• [Work to be completed]:
Starting with the line containing "fn colorize(level: &str, record: &LogRecord)" and going on through the line containing "escape_logfmt_value(&timestamp_format.format(&record.timestamp))", return the lines of the data below exactly, and only those.

• [Data for this task]:

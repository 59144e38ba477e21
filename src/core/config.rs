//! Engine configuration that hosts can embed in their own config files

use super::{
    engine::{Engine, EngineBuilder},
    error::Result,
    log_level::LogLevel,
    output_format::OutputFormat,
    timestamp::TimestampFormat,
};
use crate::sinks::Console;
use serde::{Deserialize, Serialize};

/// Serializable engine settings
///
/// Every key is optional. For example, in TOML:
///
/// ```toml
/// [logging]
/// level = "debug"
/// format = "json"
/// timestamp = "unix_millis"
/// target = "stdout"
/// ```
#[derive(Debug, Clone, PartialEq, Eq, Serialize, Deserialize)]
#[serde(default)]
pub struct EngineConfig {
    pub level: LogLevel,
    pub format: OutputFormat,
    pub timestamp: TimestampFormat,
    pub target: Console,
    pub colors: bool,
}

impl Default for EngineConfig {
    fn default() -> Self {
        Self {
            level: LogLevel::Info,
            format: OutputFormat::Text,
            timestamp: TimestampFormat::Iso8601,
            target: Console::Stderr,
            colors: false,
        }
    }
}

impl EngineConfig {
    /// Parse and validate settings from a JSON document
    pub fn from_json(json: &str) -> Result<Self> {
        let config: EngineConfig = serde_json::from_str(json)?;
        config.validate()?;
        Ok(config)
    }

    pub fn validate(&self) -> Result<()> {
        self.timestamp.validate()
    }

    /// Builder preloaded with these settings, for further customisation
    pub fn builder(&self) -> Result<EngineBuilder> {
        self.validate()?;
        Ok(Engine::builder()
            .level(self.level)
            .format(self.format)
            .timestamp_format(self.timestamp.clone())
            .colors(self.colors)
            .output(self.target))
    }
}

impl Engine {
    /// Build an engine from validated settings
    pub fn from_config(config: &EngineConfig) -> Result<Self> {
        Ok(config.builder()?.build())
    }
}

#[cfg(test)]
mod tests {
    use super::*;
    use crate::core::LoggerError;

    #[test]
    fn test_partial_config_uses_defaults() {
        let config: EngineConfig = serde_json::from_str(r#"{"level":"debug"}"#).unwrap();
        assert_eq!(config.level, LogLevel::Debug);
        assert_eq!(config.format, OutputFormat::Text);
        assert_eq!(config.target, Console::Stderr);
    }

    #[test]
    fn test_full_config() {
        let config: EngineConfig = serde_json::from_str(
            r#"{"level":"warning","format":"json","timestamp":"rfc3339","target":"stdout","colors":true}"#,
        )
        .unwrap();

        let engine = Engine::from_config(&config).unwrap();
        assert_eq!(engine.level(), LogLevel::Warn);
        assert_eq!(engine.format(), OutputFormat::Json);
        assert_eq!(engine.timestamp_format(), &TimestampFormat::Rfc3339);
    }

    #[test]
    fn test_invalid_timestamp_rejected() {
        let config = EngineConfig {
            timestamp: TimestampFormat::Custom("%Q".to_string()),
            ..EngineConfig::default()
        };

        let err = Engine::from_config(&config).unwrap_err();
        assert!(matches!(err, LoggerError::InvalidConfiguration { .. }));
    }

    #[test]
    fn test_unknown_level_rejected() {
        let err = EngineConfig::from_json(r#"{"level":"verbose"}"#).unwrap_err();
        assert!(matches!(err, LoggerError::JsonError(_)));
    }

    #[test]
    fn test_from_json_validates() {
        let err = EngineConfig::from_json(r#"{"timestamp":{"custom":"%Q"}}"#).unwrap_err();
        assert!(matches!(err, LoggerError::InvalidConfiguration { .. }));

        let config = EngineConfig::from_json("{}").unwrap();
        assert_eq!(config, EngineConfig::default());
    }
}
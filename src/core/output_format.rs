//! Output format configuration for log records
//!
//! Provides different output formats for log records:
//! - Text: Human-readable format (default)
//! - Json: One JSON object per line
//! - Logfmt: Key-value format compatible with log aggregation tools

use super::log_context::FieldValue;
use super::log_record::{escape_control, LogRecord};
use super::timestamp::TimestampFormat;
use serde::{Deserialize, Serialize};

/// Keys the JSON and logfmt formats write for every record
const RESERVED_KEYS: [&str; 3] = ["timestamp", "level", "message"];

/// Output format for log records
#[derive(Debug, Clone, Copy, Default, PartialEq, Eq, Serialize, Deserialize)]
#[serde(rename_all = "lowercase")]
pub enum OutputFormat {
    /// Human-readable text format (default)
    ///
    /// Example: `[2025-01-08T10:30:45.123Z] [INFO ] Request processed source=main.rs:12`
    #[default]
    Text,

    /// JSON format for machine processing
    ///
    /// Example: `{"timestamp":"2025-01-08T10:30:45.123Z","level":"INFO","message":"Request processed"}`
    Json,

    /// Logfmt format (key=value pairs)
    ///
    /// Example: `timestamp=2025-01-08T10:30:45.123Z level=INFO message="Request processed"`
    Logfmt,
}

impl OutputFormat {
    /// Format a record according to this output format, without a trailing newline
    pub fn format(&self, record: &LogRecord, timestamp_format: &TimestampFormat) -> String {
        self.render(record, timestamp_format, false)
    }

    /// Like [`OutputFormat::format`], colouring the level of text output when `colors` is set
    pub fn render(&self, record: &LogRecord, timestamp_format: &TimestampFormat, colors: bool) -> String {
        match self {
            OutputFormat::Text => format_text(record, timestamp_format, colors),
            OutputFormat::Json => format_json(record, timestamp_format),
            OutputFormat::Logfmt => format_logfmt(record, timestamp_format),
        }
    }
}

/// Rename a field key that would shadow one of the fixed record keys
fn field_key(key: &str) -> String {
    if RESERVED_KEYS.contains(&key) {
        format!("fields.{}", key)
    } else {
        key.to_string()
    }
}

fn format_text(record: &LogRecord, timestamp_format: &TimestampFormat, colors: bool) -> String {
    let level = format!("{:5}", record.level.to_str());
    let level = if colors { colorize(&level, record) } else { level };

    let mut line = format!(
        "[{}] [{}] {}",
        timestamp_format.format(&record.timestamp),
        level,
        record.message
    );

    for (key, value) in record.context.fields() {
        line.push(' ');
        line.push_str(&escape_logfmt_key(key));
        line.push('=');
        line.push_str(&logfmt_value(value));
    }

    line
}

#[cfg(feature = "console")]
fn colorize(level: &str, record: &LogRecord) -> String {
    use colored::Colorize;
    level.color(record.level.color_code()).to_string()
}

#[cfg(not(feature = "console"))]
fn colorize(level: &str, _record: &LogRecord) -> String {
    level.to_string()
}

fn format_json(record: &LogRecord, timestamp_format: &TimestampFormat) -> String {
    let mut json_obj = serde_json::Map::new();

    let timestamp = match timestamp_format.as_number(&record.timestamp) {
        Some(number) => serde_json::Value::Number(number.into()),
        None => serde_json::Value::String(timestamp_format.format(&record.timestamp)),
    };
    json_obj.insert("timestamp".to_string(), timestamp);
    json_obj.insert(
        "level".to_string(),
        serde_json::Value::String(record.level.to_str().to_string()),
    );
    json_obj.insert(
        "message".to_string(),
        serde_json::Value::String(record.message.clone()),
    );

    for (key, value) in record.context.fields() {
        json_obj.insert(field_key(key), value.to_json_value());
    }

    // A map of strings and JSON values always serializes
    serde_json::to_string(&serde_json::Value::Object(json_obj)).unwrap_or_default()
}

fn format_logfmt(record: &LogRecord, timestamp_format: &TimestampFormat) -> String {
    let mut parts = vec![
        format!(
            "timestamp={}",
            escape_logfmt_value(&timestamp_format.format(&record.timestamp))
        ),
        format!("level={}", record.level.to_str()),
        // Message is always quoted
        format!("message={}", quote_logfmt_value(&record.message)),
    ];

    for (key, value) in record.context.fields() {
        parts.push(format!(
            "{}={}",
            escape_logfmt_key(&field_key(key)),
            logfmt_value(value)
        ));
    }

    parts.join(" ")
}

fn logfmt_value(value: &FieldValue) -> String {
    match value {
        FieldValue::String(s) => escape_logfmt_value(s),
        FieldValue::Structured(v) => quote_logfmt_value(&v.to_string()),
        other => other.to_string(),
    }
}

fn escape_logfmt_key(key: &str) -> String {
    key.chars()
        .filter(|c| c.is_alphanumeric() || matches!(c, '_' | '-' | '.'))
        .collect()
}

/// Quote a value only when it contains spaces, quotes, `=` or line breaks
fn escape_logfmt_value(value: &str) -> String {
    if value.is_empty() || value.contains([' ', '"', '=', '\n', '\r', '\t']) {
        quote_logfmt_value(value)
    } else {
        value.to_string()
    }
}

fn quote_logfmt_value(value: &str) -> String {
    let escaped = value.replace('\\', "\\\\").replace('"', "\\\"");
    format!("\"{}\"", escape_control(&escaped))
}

• [Response box]:
fn colorize(level: &str, record: &LogRecord) -> String {
    use colored::Colorize;
    level.color(record.level.color_code()).to_string()
}

#[cfg(not(feature = "console"))]
fn colorize(level: &str, _record: &LogRecord) -> String {
    level.to_string()
}

fn format_json(record: &LogRecord, timestamp_format: &TimestampFormat) -> String {
    let mut json_obj = serde_json::Map::new();

    let timestamp = match timestamp_format.as_number(&record.timestamp) {
        Some(number) => serde_json::Value::Number(number.into()),
        None => serde_json::Value::String(timestamp_format.format(&record.timestamp)),
    };
    json_obj.insert("timestamp".to_string(), timestamp);
    json_obj.insert(
        "level".to_string(),
        serde_json::Value::String(record.level.to_str().to_string()),
    );
    json_obj.insert(
        "message".to_string(),
        serde_json::Value::String(record.message.clone()),
    );

    for (key, value) in record.context.fields() {
        json_obj.insert(field_key(key), value.to_json_value());
    }

    // A map of strings and JSON values always serializes
    serde_json::to_string(&serde_json::Value::Object(json_obj)).unwrap_or_default()
}

fn format_logfmt(record: &LogRecord, timestamp_format: &TimestampFormat) -> String {
    let mut parts = vec![
        format!(
            "timestamp={}",
            escape_logfmt_value(&timestamp_format.format(&record.timestamp))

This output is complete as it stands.